(Dataset items)
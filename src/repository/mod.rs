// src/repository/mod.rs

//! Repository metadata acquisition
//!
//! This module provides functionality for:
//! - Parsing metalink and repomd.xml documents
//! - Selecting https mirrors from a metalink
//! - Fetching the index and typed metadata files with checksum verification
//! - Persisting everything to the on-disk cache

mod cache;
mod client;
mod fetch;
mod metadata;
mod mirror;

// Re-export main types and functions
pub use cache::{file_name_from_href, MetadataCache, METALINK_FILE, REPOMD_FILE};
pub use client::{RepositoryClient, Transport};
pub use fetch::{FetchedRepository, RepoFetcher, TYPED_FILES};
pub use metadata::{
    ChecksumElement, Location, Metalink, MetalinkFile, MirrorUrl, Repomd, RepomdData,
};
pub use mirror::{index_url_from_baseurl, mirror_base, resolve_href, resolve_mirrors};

---

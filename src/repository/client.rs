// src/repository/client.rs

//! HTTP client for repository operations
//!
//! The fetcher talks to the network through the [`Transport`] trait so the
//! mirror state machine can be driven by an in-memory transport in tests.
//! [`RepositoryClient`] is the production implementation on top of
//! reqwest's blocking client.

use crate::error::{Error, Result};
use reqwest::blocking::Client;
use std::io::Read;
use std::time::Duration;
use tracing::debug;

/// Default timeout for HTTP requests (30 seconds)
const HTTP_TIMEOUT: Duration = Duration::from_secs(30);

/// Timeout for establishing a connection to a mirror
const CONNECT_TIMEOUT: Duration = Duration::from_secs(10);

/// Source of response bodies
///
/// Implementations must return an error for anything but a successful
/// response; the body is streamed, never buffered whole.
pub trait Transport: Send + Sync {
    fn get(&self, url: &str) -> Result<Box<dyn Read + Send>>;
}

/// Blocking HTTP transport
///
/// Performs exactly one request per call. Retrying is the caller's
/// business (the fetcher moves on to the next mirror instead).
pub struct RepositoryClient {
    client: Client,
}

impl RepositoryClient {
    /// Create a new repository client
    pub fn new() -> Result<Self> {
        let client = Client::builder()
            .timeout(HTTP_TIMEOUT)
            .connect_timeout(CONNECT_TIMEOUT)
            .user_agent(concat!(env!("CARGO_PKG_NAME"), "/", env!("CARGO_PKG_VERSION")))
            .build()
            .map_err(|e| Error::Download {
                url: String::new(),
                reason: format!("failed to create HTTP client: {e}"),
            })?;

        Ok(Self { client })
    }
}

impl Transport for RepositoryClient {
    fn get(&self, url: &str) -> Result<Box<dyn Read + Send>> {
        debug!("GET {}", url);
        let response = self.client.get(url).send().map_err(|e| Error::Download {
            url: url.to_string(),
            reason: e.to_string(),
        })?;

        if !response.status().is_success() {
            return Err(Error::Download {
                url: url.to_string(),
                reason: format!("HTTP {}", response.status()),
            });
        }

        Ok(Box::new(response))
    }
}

| Your goal |
Copy every line above that includes the string "reqwest".

| Answer to this task |
//! reqwest's blocking client.
use reqwest::blocking::Client;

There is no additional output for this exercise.